## [EXERCISE GOAL]
Beginning with the first line, copy out each line of the material until the line containing "pub(crate) fn to_f64(self)" has been copied as well.

---

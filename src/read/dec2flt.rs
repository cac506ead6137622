use crate::scan::accumulate_digits;

/// Largest mantissa that converts to `f64` without rounding.
const MAX_EXACT_MANTISSA: u64 = 1 << 53;

/// Largest digit count whose value always fits in `u64`.
const MAX_FAST_DIGITS: usize = 19;

const POW10: [f64; 23] = [
    1e0, 1e1, 1e2, 1e3, 1e4, 1e5, 1e6, 1e7, 1e8, 1e9, 1e10, 1e11, 1e12, 1e13, 1e14, 1e15, 1e16,
    1e17, 1e18, 1e19, 1e20, 1e21, 1e22,
];

/// Float literal split into its cleaned parts: ASCII digits only, no
/// underscores, no sign characters.
#[derive(Copy, Clone, Debug)]
pub(crate) struct Decimal<'t> {
    pub(crate) negative: bool,
    pub(crate) integer: &'t str,
    pub(crate) fraction: &'t str,
    pub(crate) exponent_negative: bool,
    pub(crate) exponent: &'t str,
}

impl Decimal<'_> {
    pub(crate) fn to_f64(self) -> Option<f64> {
        let magnitude = match self.fast_path() {
            Some(value) => value,
            None => self.slow_path()?,
        };
        Some(if self.negative { -magnitude } else { magnitude })
    }

    /// Clinger's fast path: an exactly representable mantissa scaled by an
    /// exactly representable power of ten rounds correctly in one operation.
    fn fast_path(self) -> Option<f64> {
        let integer = self.integer.trim_start_matches('0');
        if integer.len() + self.fraction.len() > MAX_FAST_DIGITS || self.exponent.len() > 4 {
            return None;
        }

        let mantissa = accumulate_digits(
            accumulate_digits(0, integer.as_bytes()),
            self.fraction.as_bytes(),
        );
        if mantissa == 0 {
            return Some(0.0);
        }
        if mantissa > MAX_EXACT_MANTISSA {
            return None;
        }

        let written = i64::try_from(accumulate_digits(0, self.exponent.as_bytes())).ok()?;
        let written = if self.exponent_negative { -written } else { written };
        let exponent = written - i64::try_from(self.fraction.len()).ok()?;

        #[allow(clippy::cast_precision_loss)]
        let mantissa = mantissa as f64;
        let scale = POW10.get(usize::try_from(exponent.unsigned_abs()).ok()?)?;
        Some(if exponent < 0 {
            mantissa / scale
        } else {
            mantissa * scale
        })
    }

    fn slow_path(self) -> Option<f64> {
        let mut buffer = String::with_capacity(
            self.integer.len() + self.fraction.len() + self.exponent.len() + 4,
        );
        buffer.push_str(if self.integer.is_empty() { "0" } else { self.integer });
        if !self.fraction.is_empty() {
            buffer.push('.');
            buffer.push_str(self.fraction);
        }
        if !self.exponent.is_empty() {
            buffer.push('e');
            if self.exponent_negative {
                buffer.push('-');
            }
            buffer.push_str(self.exponent);
        }
        lexical_core::parse::<f64>(buffer.as_bytes()).ok()
    }
}
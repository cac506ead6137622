use memchr::memchr;

use super::Parser;
use crate::{
    arena::NodeId,
    error::{Error, ErrorKind, Result, Span},
    scan,
    value::{EdnString, Value},
};

const TEXT_BLOCK_QUOTES: &[u8] = b"\"\"\"";

impl<'a> Parser<'a, '_> {
    /// Reads a `"..."` literal. Escape-free strings borrow the input; anything
    /// with a backslash is decoded now so escape errors carry their position.
    pub(super) fn read_string(&mut self) -> Result<NodeId> {
        let start = self.pos;
        if self.options.text_blocks && self.bytes[start..].starts_with(TEXT_BLOCK_QUOTES) {
            return self.read_text_block();
        }

        let text = self.text;
        let body = start + 1;
        let Some(quote) = scan::find_closing_quote(self.bytes, body) else {
            return Err(self.error(
                ErrorKind::UnexpectedEof,
                "unterminated string",
                Span::new(start, self.bytes.len()),
            ));
        };
        self.pos = quote.end + 1;

        let raw = &text[body..quote.end];
        let string = if quote.escaped {
            EdnString::decoded(decode_escapes(raw, body)?, true)
        } else {
            EdnString::new(raw)
        };
        self.alloc(Value::String(string), Span::new(start, self.pos))
    }

    /// `"""` block: the common indentation of the content lines and of the
    /// closing line is removed, trailing blanks are trimmed, and a final
    /// newline is kept only when the closing quotes sit on their own line.
    fn read_text_block(&mut self) -> Result<NodeId> {
        let text = self.text;
        let bytes = self.bytes;
        let start = self.pos;

        let mut pos = start + TEXT_BLOCK_QUOTES.len();
        while matches!(bytes.get(pos), Some(b' ' | b'\t')) {
            pos += 1;
        }
        if bytes.get(pos) == Some(&b'\r') {
            pos += 1;
        }
        match bytes.get(pos) {
            Some(b'\n') => pos += 1,
            None => {
                return Err(self.error(
                    ErrorKind::UnexpectedEof,
                    "unterminated text block",
                    Span::new(start, bytes.len()),
                ));
            }
            Some(_) => {
                return Err(self.error(
                    ErrorKind::InvalidString,
                    "text block opening quotes must end their line",
                    Span::new(start, pos + 1),
                ));
            }
        }

        let Some(end) = scan::find_text_block_end(bytes, pos) else {
            return Err(self.error(
                ErrorKind::UnexpectedEof,
                "unterminated text block",
                Span::new(start, bytes.len()),
            ));
        };
        self.pos = end + TEXT_BLOCK_QUOTES.len();

        let (content, escaped) = strip_text_block(&text[pos..end], pos)?;
        self.alloc(
            Value::String(EdnString::decoded(content, escaped)),
            Span::new(start, self.pos),
        )
    }
}

fn is_blank(line: &str) -> bool {
    line.bytes().all(|byte| matches!(byte, b' ' | b'\t' | b'\r'))
}

fn indent(line: &str) -> usize {
    line.bytes()
        .take_while(|&byte| matches!(byte, b' ' | b'\t'))
        .count()
}

/// Applies the text block layout rules to the raw content starting at input
/// offset `offset`. Returns the text and whether any escape was decoded.
fn strip_text_block(raw: &str, offset: usize) -> Result<(String, bool)> {
    let mut lines = Vec::new();
    let mut line_start = 0;
    for line in raw.split('\n') {
        lines.push((offset + line_start, line));
        line_start += line.len() + 1;
    }

    let closing_alone = lines.last().is_some_and(|&(_, line)| is_blank(line));
    let content = if closing_alone {
        &lines[..lines.len() - 1]
    } else {
        &lines[..]
    };
    if content.is_empty() {
        return Ok((String::new(), false));
    }

    let closing_indent = lines
        .last()
        .filter(|_| closing_alone)
        .map(|&(_, line)| indent(line));
    let common = content
        .iter()
        .filter(|&&(_, line)| !is_blank(line))
        .map(|&(_, line)| indent(line))
        .chain(closing_indent)
        .min()
        .unwrap_or(0);

    let mut out = String::with_capacity(raw.len());
    let mut escaped = false;
    for (index, &(line_offset, line)) in content.iter().enumerate() {
        if index > 0 {
            out.push('\n');
        }
        if is_blank(line) {
            continue;
        }
        let line = line[common..].trim_end_matches([' ', '\t', '\r']);
        if memchr(b'\\', line.as_bytes()).is_some() {
            out.push_str(&decode_escapes(line, line_offset + common)?);
            escaped = true;
        } else {
            out.push_str(line);
        }
    }
    if closing_alone {
        out.push('\n');
    }
    Ok((out, escaped))
}

/// Decodes every escape in `raw`, whose first byte sits at input offset `offset`.
pub(super) fn decode_escapes(raw: &str, offset: usize) -> Result<String> {
    let bytes = raw.as_bytes();
    let mut out = String::with_capacity(raw.len());
    let mut pos = 0;

    while let Some(found) = memchr(b'\\', &bytes[pos..]) {
        let at = pos + found;
        out.push_str(&raw[pos..at]);
        let (decoded, len) = escape(raw, at).map_err(|(message, len)| {
            Error::new(
                ErrorKind::InvalidEscape,
                message,
                Span::new(offset + at, offset + at + len),
            )
        })?;
        out.push(decoded);
        pos = at + len;
    }
    out.push_str(&raw[pos..]);
    Ok(out)
}

/// Decodes the escape whose backslash is at `at`. Returns the character and
/// the escape length in bytes; errors carry the length to underline.
fn escape(raw: &str, at: usize) -> std::result::Result<(char, usize), (String, usize)> {
    let bytes = raw.as_bytes();
    let Some(&byte) = bytes.get(at + 1) else {
        return Err(("backslash at end of string".to_owned(), 1));
    };

    let simple = match byte {
        b'"' => Some('"'),
        b'\\' => Some('\\'),
        b'n' => Some('\n'),
        b't' => Some('\t'),
        b'r' => Some('\r'),
        b'f' => Some('\u{c}'),
        b'b' => Some('\u{8}'),
        _ => None,
    };
    if let Some(decoded) = simple {
        return Ok((decoded, 2));
    }

    match byte {
        b'u' => {
            let hex = raw
                .get(at + 2..at + 6)
                .filter(|hex| hex.bytes().all(|byte| byte.is_ascii_hexdigit()))
                .ok_or_else(|| ("`\\u` needs exactly four hex digits".to_owned(), 2))?;
            let code = u32::from_str_radix(hex, 16).map_err(|err| (err.to_string(), 6))?;
            char::from_u32(code)
                .map(|decoded| (decoded, 6))
                .ok_or_else(|| (format!("`\\u{hex}` is a surrogate code point"), 6))
        }
        b'0'..=b'7' => {
            let mut value = 0u32;
            let mut len = 0;
            while len < 3 {
                let Some(&digit) = bytes.get(at + 1 + len) else {
                    break;
                };
                if !matches!(digit, b'0'..=b'7') {
                    break;
                }
                let next = value * 8 + u32::from(digit - b'0');
                if next > 0xFF {
                    break;
                }
                value = next;
                len += 1;
            }
            char::from_u32(value)
                .map(|decoded| (decoded, len + 1))
                .ok_or_else(|| ("invalid octal escape".to_owned(), len + 1))
        }
        _ => {
            let found = raw[at + 1..].chars().next().unwrap_or('\\');
            Err((format!("unknown escape `\\{found}`"), 1 + found.len_utf8()))
        }
    }
}
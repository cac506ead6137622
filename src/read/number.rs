use std::borrow::Cow;

use num_bigint::BigUint;

use super::{Parser, dec2flt::Decimal};
use crate::{
    arena::NodeId,
    error::{Error, ErrorKind, Result, Span},
    options::ParseOptions,
    scan,
    value::{BigDecValue, BigIntValue, BigRatioValue, Ratio, Value},
};

type Parsed<'a> = std::result::Result<Value<'a>, Cow<'static, str>>;

const ZERO_DENOMINATOR: &str = "ratio denominator is zero";

impl<'a> Parser<'a, '_> {
    pub(super) fn read_number(&mut self) -> Result<NodeId> {
        let text = self.text;
        let start = self.pos;
        let end = scan::token_end(self.bytes, start);
        self.pos = end;

        let span = Span::new(start, end);
        let value = parse_number(&text[start..end], &self.options)
            .map_err(|message| Error::new(ErrorKind::InvalidNumber, message, span))?;
        self.alloc(value, span)
    }
}

/// Parses one complete numeric token.
pub(crate) fn parse_number<'a>(token: &'a str, options: &ParseOptions<'_>) -> Parsed<'a> {
    let syntax = Syntax {
        extended: options.extended_integers,
        ratios: options.ratios,
        underscores: options.underscores,
    };
    let (negative, body) = match token.as_bytes().first() {
        Some(b'-') => (true, &token[1..]),
        Some(b'+') => (false, &token[1..]),
        _ => (false, token),
    };
    let bytes = body.as_bytes();
    if !bytes.first().is_some_and(u8::is_ascii_digit) {
        return Err("number must start with a digit".into());
    }

    if scan::contains_byte(b'/', bytes) {
        if !syntax.ratios {
            return Err("ratio literals are disabled".into());
        }
        return syntax.ratio(body, negative);
    }
    if syntax.extended {
        if let [b'0', b'x' | b'X', ..] = bytes {
            return syntax.radix_integer(body, 2, 16, negative);
        }
        if let Some(marker) = radix_marker(bytes) {
            let radix = bytes[..marker]
                .iter()
                .fold(0, |acc, &digit| acc * 10 + u32::from(digit - b'0'));
            if !(2..=36).contains(&radix) {
                return Err(format!("radix {radix} is outside 2..=36").into());
            }
            return syntax.radix_integer(body, marker + 1, radix, negative);
        }
    }
    syntax.decimal(body, negative)
}

/// Position of the `r` in `NrDDD` or `NNrDDD`.
fn radix_marker(bytes: &[u8]) -> Option<usize> {
    match bytes {
        [_, b'r' | b'R', ..] => Some(1),
        [_, b'0'..=b'9', b'r' | b'R', ..] => Some(2),
        _ => None,
    }
}

struct Syntax {
    extended: bool,
    ratios: bool,
    underscores: bool,
}

impl Syntax {
    /// End of the run of `radix` digits (and separators, when enabled) at `pos`.
    fn run_end(&self, bytes: &[u8], pos: usize, radix: u32) -> usize {
        if radix == 10 && !self.underscores {
            return scan::digit_run(bytes, pos);
        }
        let mut end = pos;
        while let Some(&byte) = bytes.get(end) {
            if !(char::from(byte).is_digit(radix) || (self.underscores && byte == b'_')) {
                break;
            }
            end += 1;
        }
        end
    }

    /// Digits of a run that must not be empty, with separators removed.
    fn required<'a>(&self, run: &'a str, what: &str) -> std::result::Result<Cow<'a, str>, Cow<'static, str>> {
        if run.is_empty() {
            return Err(format!("{what} has no digits").into());
        }
        self.optional(run, what)
    }

    fn optional<'a>(&self, run: &'a str, what: &str) -> std::result::Result<Cow<'a, str>, Cow<'static, str>> {
        if run.starts_with('_') || run.ends_with('_') {
            return Err(format!("`_` must sit between digits of the {what}").into());
        }
        Ok(strip_underscores(run))
    }

    fn radix_integer<'a>(&self, body: &'a str, start: usize, radix: u32, negative: bool) -> Parsed<'a> {
        let bytes = body.as_bytes();
        let end = self.run_end(bytes, start, radix);
        if end < bytes.len() {
            if end + 1 == bytes.len() && matches!(bytes[end], b'N' | b'M') {
                return Err("`N` and `M` suffixes only apply to decimal numbers".into());
            }
            return Err(unexpected(body, end));
        }
        let digits = self.required(&body[start..end], "integer")?;
        Ok(integer_value(digits, radix, negative, false))
    }

    fn decimal<'a>(&self, body: &'a str, negative: bool) -> Parsed<'a> {
        let bytes = body.as_bytes();
        let int_end = self.run_end(bytes, 0, 10);
        let mut pos = int_end;

        let mut fraction = None;
        if bytes.get(pos) == Some(&b'.') {
            let end = self.run_end(bytes, pos + 1, 10);
            fraction = Some(&body[pos + 1..end]);
            pos = end;
        }

        let mut exponent = None;
        if let Some(b'e' | b'E') = bytes.get(pos) {
            let exponent_negative = bytes.get(pos + 1) == Some(&b'-');
            let digits_start = pos + 1 + usize::from(matches!(bytes.get(pos + 1), Some(b'+' | b'-')));
            let end = self.run_end(bytes, digits_start, 10);
            exponent = Some((exponent_negative, &body[digits_start..end]));
            pos = end;
        }

        let suffix = match bytes.get(pos) {
            Some(&suffix @ (b'N' | b'M')) => {
                pos += 1;
                Some(suffix)
            }
            _ => None,
        };
        if pos < bytes.len() {
            return Err(unexpected(body, pos));
        }

        let integer = self.required(&body[..int_end], "integer part")?;
        let fraction = fraction
            .map(|run| self.optional(run, "fraction"))
            .transpose()?;
        let exponent = exponent
            .map(|(exponent_negative, run)| {
                self.required(run, "exponent")
                    .map(|digits| (exponent_negative, digits))
            })
            .transpose()?;
        let is_float = fraction.is_some() || exponent.is_some();

        match suffix {
            Some(b'M') if !is_float && integer.len() > 1 && integer.starts_with('0') => {
                Err("`M` suffix is not allowed on an octal literal".into())
            }
            Some(b'M') => {
                let text = strip_underscores(&body[..pos - 1]);
                let zero = !text
                    .bytes()
                    .take_while(|&byte| byte != b'e' && byte != b'E')
                    .any(|byte| matches!(byte, b'1'..=b'9'));
                Ok(Value::BigDec(BigDecValue::new(text, negative && !zero)))
            }
            Some(_) if is_float => Err("`N` suffix is not allowed on a float".into()),
            suffix if !is_float => self.decimal_integer(body, int_end, integer, negative, suffix.is_some()),
            _ => {
                let (exponent_negative, exponent) = exponent.unwrap_or((false, Cow::Borrowed("")));
                let fraction = fraction.unwrap_or(Cow::Borrowed(""));
                Decimal {
                    negative,
                    integer: &integer,
                    fraction: &fraction,
                    exponent_negative,
                    exponent: &exponent,
                }
                .to_f64()
                .map(Value::Float)
                .ok_or_else(|| "float literal is out of range".into())
            }
        }
    }

    /// Decimal digits, or octal when a leading zero is followed by more digits.
    fn decimal_integer<'a>(
        &self,
        body: &'a str,
        int_end: usize,
        digits: Cow<'a, str>,
        negative: bool,
        force_big: bool,
    ) -> Parsed<'a> {
        if digits.len() == 1 || !digits.starts_with('0') {
            return Ok(integer_value(digits, 10, negative, force_big));
        }
        if !self.extended {
            return Err("leading zeros are not allowed".into());
        }
        if body[1..int_end].starts_with('_') {
            return Err("`_` must not follow the octal prefix `0`".into());
        }
        if let Some(bad) = digits.bytes().find(|byte| !(b'0'..=b'7').contains(byte)) {
            return Err(format!("invalid digit `{}` in octal literal", char::from(bad)).into());
        }
        if force_big {
            return Err("`N` suffix is not allowed on an octal literal".into());
        }
        Ok(integer_value(tail(digits, 1), 8, negative, false))
    }

    fn ratio<'a>(&self, body: &'a str, negative: bool) -> Parsed<'a> {
        let bytes = body.as_bytes();
        let slash = self.run_end(bytes, 0, 10);
        if bytes.get(slash) != Some(&b'/') {
            return Err(unexpected(body, slash));
        }
        let end = self.run_end(bytes, slash + 1, 10);
        if end < bytes.len() {
            return Err(unexpected(body, end));
        }

        // A leading zero on the numerator does not select octal here.
        let numer = self.required(&body[..slash], "ratio numerator")?;
        let denom = self.required(&body[slash + 1..end], "ratio denominator")?;
        reduce(&numer, &denom, negative)
    }
}

fn unexpected(body: &str, pos: usize) -> Cow<'static, str> {
    match body[pos..].chars().next() {
        Some(found) => format!("unexpected `{found}` in number").into(),
        None => "number ends unexpectedly".into(),
    }
}

fn strip_underscores(text: &str) -> Cow<'_, str> {
    if !scan::contains_byte(b'_', text.as_bytes()) {
        return Cow::Borrowed(text);
    }
    Cow::Owned(text.replace('_', ""))
}

fn tail(text: Cow<'_, str>, from: usize) -> Cow<'_, str> {
    match text {
        Cow::Borrowed(text) => Cow::Borrowed(&text[from..]),
        Cow::Owned(mut text) => {
            text.drain(..from);
            Cow::Owned(text)
        }
    }
}

/// Folds digits valid in `radix` into a `u64`, or `None` on overflow.
fn parse_u64(digits: &[u8], radix: u32) -> Option<u64> {
    if radix == 10 && digits.len() <= 19 {
        return Some(scan::accumulate_digits(0, digits));
    }
    digits.iter().try_fold(0u64, |acc, &byte| {
        let digit = char::from(byte).to_digit(radix)?;
        acc.checked_mul(u64::from(radix))?
            .checked_add(u64::from(digit))
    })
}

fn signed(magnitude: u64, negative: bool) -> Option<i64> {
    if negative {
        (magnitude <= i64::MIN.unsigned_abs()).then(|| 0i64.wrapping_sub_unsigned(magnitude))
    } else {
        i64::try_from(magnitude).ok()
    }
}

fn integer_value<'a>(digits: Cow<'a, str>, radix: u32, negative: bool, force_big: bool) -> Value<'a> {
    if !force_big {
        if let Some(value) = parse_u64(digits.as_bytes(), radix).and_then(|m| signed(m, negative)) {
            return Value::Int(value);
        }
    }
    Value::BigInt(BigIntValue::from_valid(digits, negative, radix))
}

fn integer_from_u64<'a>(magnitude: u64, negative: bool) -> Value<'a> {
    match signed(magnitude, negative) {
        Some(value) => Value::Int(value),
        None => Value::BigInt(BigIntValue::from_valid(
            Cow::Owned(magnitude.to_string()),
            negative,
            10,
        )),
    }
}

fn gcd(mut a: u64, mut b: u64) -> u64 {
    while b != 0 {
        (a, b) = (b, a % b);
    }
    a
}

fn big_gcd(mut a: BigUint, mut b: BigUint) -> BigUint {
    while b != BigUint::ZERO {
        let rem = &a % &b;
        a = b;
        b = rem;
    }
    a
}

fn small(value: &BigUint) -> Option<u64> {
    match value.to_u64_digits().as_slice() {
        [] => Some(0),
        &[digit] => Some(digit),
        _ => None,
    }
}

/// Reduces `numer / denom` to lowest terms. A unit denominator yields an
/// integer instead of a ratio.
fn reduce<'a>(numer: &str, denom: &str, negative: bool) -> Parsed<'a> {
    if let (Some(numer), Some(denom)) = (parse_u64(numer.as_bytes(), 10), parse_u64(denom.as_bytes(), 10)) {
        return reduce_small(numer, denom, negative);
    }

    let (Some(numer), Some(denom)) = (
        BigUint::parse_bytes(numer.as_bytes(), 10),
        BigUint::parse_bytes(denom.as_bytes(), 10),
    ) else {
        return Err("malformed ratio".into());
    };
    if denom == BigUint::ZERO {
        return Err(ZERO_DENOMINATOR.into());
    }
    if numer == BigUint::ZERO {
        return Ok(Value::Int(0));
    }

    let divisor = big_gcd(numer.clone(), denom.clone());
    let (numer, denom) = (numer / &divisor, denom / &divisor);
    match (small(&numer), small(&denom)) {
        (Some(numer), Some(denom)) => reduce_small(numer, denom, negative),
        (_, Some(1)) => Ok(Value::BigInt(BigIntValue::from_valid(
            Cow::Owned(numer.to_str_radix(10)),
            negative,
            10,
        ))),
        _ => Ok(Value::BigRatio(BigRatioValue::from_reduced(
            numer.to_str_radix(10),
            denom.to_str_radix(10),
            negative,
        ))),
    }
}

fn reduce_small<'a>(numer: u64, denom: u64, negative: bool) -> Parsed<'a> {
    if denom == 0 {
        return Err(ZERO_DENOMINATOR.into());
    }
    if numer == 0 {
        return Ok(Value::Int(0));
    }

    let divisor = gcd(numer, denom);
    let (numer, denom) = (numer / divisor, denom / divisor);
    if denom == 1 {
        return Ok(integer_from_u64(numer, negative));
    }
    Ok(match (signed(numer, negative), i64::try_from(denom)) {
        (Some(numer), Ok(denom)) => Value::Ratio(Ratio::from_reduced(numer, denom)),
        _ => Value::BigRatio(BigRatioValue::from_reduced(
            numer.to_string(),
            denom.to_string(),
            negative,
        )),
    })
}
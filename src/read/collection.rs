use tracing::trace;

use super::{Form, Parser};
use crate::{
    arena::{Arena, NodeId},
    error::{ErrorKind, Result, Span},
    value::Value,
};

/// Collections up to this size are checked for duplicates pairwise.
const PAIRWISE_LIMIT: usize = 16;

#[derive(Copy, Clone)]
enum Shape {
    List,
    Vector,
    Map,
    Set,
}

impl Shape {
    fn close(self) -> u8 {
        match self {
            Shape::List => b')',
            Shape::Vector => b']',
            Shape::Map | Shape::Set => b'}',
        }
    }

    fn name(self) -> &'static str {
        match self {
            Shape::List => "list",
            Shape::Vector => "vector",
            Shape::Map => "map",
            Shape::Set => "set",
        }
    }
}

impl Parser<'_, '_> {
    pub(super) fn read_collection(&mut self, open: u8) -> Result<NodeId> {
        let shape = match open {
            b'(' => Shape::List,
            b'[' => Shape::Vector,
            _ => Shape::Map,
        };
        let start = self.pos;
        self.pos += 1;
        let items = self.nested(start, |parser| parser.read_items(start, shape))?;
        let span = Span::new(start, self.pos);

        match shape {
            Shape::List => self.alloc(Value::List(items), span),
            Shape::Vector => self.alloc(Value::Vector(items), span),
            _ => self.build_map(items, span),
        }
    }

    /// `#{ ... }`; the cursor is on the `#`.
    pub(super) fn read_set(&mut self) -> Result<NodeId> {
        let start = self.pos;
        self.pos += 2;
        let items = self.nested(start, |parser| parser.read_items(start, Shape::Set))?;
        let span = Span::new(start, self.pos);

        if let Some(index) = find_duplicate(&self.arena, &items) {
            let element = self.arena.get(items[index]).span();
            return Err(self.error(
                ErrorKind::DuplicateElement,
                format!("duplicate set element `{}`", &self.text[element.start..element.end]),
                element,
            ));
        }
        self.alloc(Value::Set(items), span)
    }

    fn read_items(&mut self, start: usize, shape: Shape) -> Result<Vec<NodeId>> {
        let close = shape.close();
        let mut items = Vec::new();
        loop {
            match self.read_form()? {
                Form::Value(id) => items.push(id),
                Form::Close(byte) if byte == close => {
                    self.pos += 1;
                    return Ok(items);
                }
                Form::Close(byte) => {
                    return Err(self.error(
                        ErrorKind::UnmatchedDelimiter,
                        format!(
                            "expected `{}` to close the {} opened at byte {start}, found `{}`",
                            char::from(close),
                            shape.name(),
                            char::from(byte)
                        ),
                        Span::new(self.pos, self.pos + 1),
                    ));
                }
                Form::Eof => {
                    return Err(self.error(
                        ErrorKind::UnexpectedEof,
                        format!("unterminated {}", shape.name()),
                        Span::new(start, self.pos),
                    ));
                }
            }
        }
    }

    fn build_map(&mut self, items: Vec<NodeId>, span: Span) -> Result<NodeId> {
        if items.len() % 2 != 0 {
            return Err(self.error(
                ErrorKind::InvalidSyntax,
                "map literal has a key without a value",
                span,
            ));
        }
        let entries: Vec<(NodeId, NodeId)> = items
            .chunks_exact(2)
            .map(|pair| (pair[0], pair[1]))
            .collect();
        let keys: Vec<NodeId> = entries.iter().map(|&(key, _)| key).collect();

        if let Some(index) = find_duplicate(&self.arena, &keys) {
            let key = self.arena.get(keys[index]).span();
            return Err(self.error(
                ErrorKind::DuplicateKey,
                format!("duplicate map key `{}`", &self.text[key.start..key.end]),
                key,
            ));
        }
        self.alloc(Value::Map(entries), span)
    }
}

/// Index of the first element equal to an earlier one.
///
/// Large collections are ordered by hash then by the total value order, so
/// equal elements end up adjacent; ties keep insertion order.
pub(crate) fn find_duplicate(arena: &Arena<'_>, ids: &[NodeId]) -> Option<usize> {
    if ids.len() <= PAIRWISE_LIMIT {
        return (1..ids.len())
            .find(|&later| (0..later).any(|earlier| arena.get(ids[earlier]) == arena.get(ids[later])));
    }

    trace!(len = ids.len(), "sorting collection to find duplicates");
    let hashes: Vec<u64> = ids.iter().map(|&id| arena.get(id).hash64()).collect();
    let mut order: Vec<usize> = (0..ids.len()).collect();
    order.sort_unstable_by(|&x, &y| {
        hashes[x]
            .cmp(&hashes[y])
            .then_with(|| arena.get(ids[x]).compare(arena.get(ids[y])))
            .then(x.cmp(&y))
    });

    order
        .windows(2)
        .filter(|pair| {
            hashes[pair[0]] == hashes[pair[1]] && arena.get(ids[pair[0]]) == arena.get(ids[pair[1]])
        })
        .map(|pair| pair[1])
        .min()
}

---

## [ANSWER SPACE]
filename src/read/dec2flt.rs
repository cac506ead6137622
use crate::scan::accumulate_digits;

/// Largest mantissa that converts to `f64` without rounding.
const MAX_EXACT_MANTISSA: u64 = 1 << 53;

/// Largest digit count whose value always fits in `u64`.
const MAX_FAST_DIGITS: usize = 19;

const POW10: [f64; 23] = [
    1e0, 1e1, 1e2, 1e3, 1e4, 1e5, 1e6, 1e7, 1e8, 1e9, 1e10, 1e11, 1e12, 1e13, 1e14, 1e15, 1e16,
    1e17, 1e18, 1e19, 1e20, 1e21, 1e22,
];

/// Float literal split into its cleaned parts: ASCII digits only, no
/// underscores, no sign characters.
#[derive(Copy, Clone, Debug)]
pub(crate) struct Decimal<'t> {
    pub(crate) negative: bool,
    pub(crate) integer: &'t str,
    pub(crate) fraction: &'t str,
    pub(crate) exponent_negative: bool,
    pub(crate) exponent: &'t str,
}

impl Decimal<'_> {
    pub(crate) fn to_f64(self) -> Option<f64> {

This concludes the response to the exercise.